Firstly, in Figure 2 we see a simplified example of a typical online comments forum for a newspaper article. That is, a newspaper publishes an article about a given theme and below the article the registered users are allowed to post their opinions. What typically happens is that users with differing opinions create a debate in which some users state their opinions and other users either support or reject all or part of those opinions.

We observe in Figure 2, that user 1 has posted a comment, which is replied by user 2. Then user 3 posts a new comment, which is replied by user 1, whose comment is in turn replied by user 2. We can clearly see that the central concepts are about foxes and dogs

Concepts: correspond to the search terms, which can be entities and/or relations. In Figure 3, the semantic networks formed include the entity concepts 'fox', 'dog', 'brown', 'quick', 'lazy', and the relation concepts 'is', 'jumps-over', 'hunts'. As mentioned, semi-automatic tools exist for identifying syntax structures, however we must not underestimate the difficulty of correctly identifying the relations between entities, especially when a concept has different meanings dependent on the context. For example, the concept 'quick' can be a noun, adjective or adverb. For the present work, we assume a manual revision of the ambiguous cases. In Table 1 we see the concepts, their syntactic classification and the corresponding assignment as entity or relation.

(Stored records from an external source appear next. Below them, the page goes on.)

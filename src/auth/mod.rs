//! Shared-key guards for the admin console and the manual tracking trigger.

use axum::{
    extract::{Request, State},
    http::HeaderMap,
    middleware::Next,
    response::Response,
};
use tracing::warn;

use crate::errors::ServiceError;
use crate::AppState;

pub const ADMIN_KEY_HEADER: &str = "x-admin-key";
pub const API_KEY_HEADER: &str = "x-api-key";

pub(crate) fn constant_time_eq(a: &[u8], b: &[u8]) -> bool {
    if a.len() != b.len() {
        return false;
    }
    a.iter().zip(b).fold(0u8, |acc, (x, y)| acc | (x ^ y)) == 0
}

/// Compares the header value against the configured key.
/// An unconfigured key rejects every request.
pub fn check_key(
    headers: &HeaderMap,
    header: &str,
    expected: Option<&str>,
) -> Result<(), ServiceError> {
    let expected = expected
        .filter(|k| !k.is_empty())
        .ok_or_else(|| ServiceError::Forbidden("access key is not configured".to_string()))?;

    let presented = headers
        .get(header)
        .and_then(|v| v.to_str().ok())
        .ok_or_else(|| ServiceError::Unauthorized(format!("missing {header} header")))?;

    if constant_time_eq(presented.as_bytes(), expected.as_bytes()) {
        Ok(())
    } else {
        Err(ServiceError::Unauthorized("invalid access key".to_string()))
    }
}

/// Admin gate for `/shipping/admin/*`
pub async fn require_admin_key(
    State(state): State<AppState>,
    request: Request,
    next: Next,
) -> Result<Response, ServiceError> {
    if let Err(err) = check_key(
        request.headers(),
        ADMIN_KEY_HEADER,
        state.config.admin_api_key.as_deref(),
    ) {
        warn!(path = %request.uri().path(), error = %err, "admin request rejected");
        return Err(err);
    }
    Ok(next.run(request).await)
}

Table 1. Concepts, syntactic categories and assignments as entity or relation.

Documents: a document is a block of text (comment) written by a user. In information retrieval, if we formulate a query to search for a set of terms (or concepts), such as {fox, dog}, the query will return a set of documents in which one or more (depending if the query is AND or OR) of the query terms appears. Hence, a document will contain one or more concepts which are susceptible to be formed into one or more semantic networks. In Figures 2 and 3 we see there are five documents, designated as d₁ to d₅.

Semantic network (candidate meme): a semantic network is made up of two or more entity concepts which are related by one or more relation concepts. A document may contain one or more semantic networks, made up of corresponding concepts. In Figure 3 we see that we have extracted three significant memes from all the potential semantic networks which can be constructed from the respective texts. Later, in the Section 'Incorporation of the Meme Metrics', we will consider how we can use the meme metrics to identify the most significant memes.

Superset-subset: If a set of documents Sd₁ is included within another set of documents Sd₂ then Sd₁ is a subset of Sd₂ and Sd₂ is a superset of Sd₁. This is related to the information retrieval concept of document retrieval sets corresponding to queries made of one or more query terms. In the current context the query terms would be the concepts making up the memes, that is, each meme is a potential query. With reference to Figure 3, consider the following example: the query {fox, dog, jumps} retrieves the set of documents Sd₁ = {d₁, d₂, d₃}; the query {fox, dog} retrieves the set of documents Sd₂ = {d₁, d₂, d₃, d₄}, which is a superset of document set Sd₁. Likewise, Sd₁ is a subset of Sd₂.

Redundancy: a relation (link) between two concepts is redundant if it already exists via another path. With reference to Figure 4a, we see that the link between 'fox' and 'wolf' is redundant because it is already implicit (inherited) through the links between 'fox', 'dog' and 'wolf'.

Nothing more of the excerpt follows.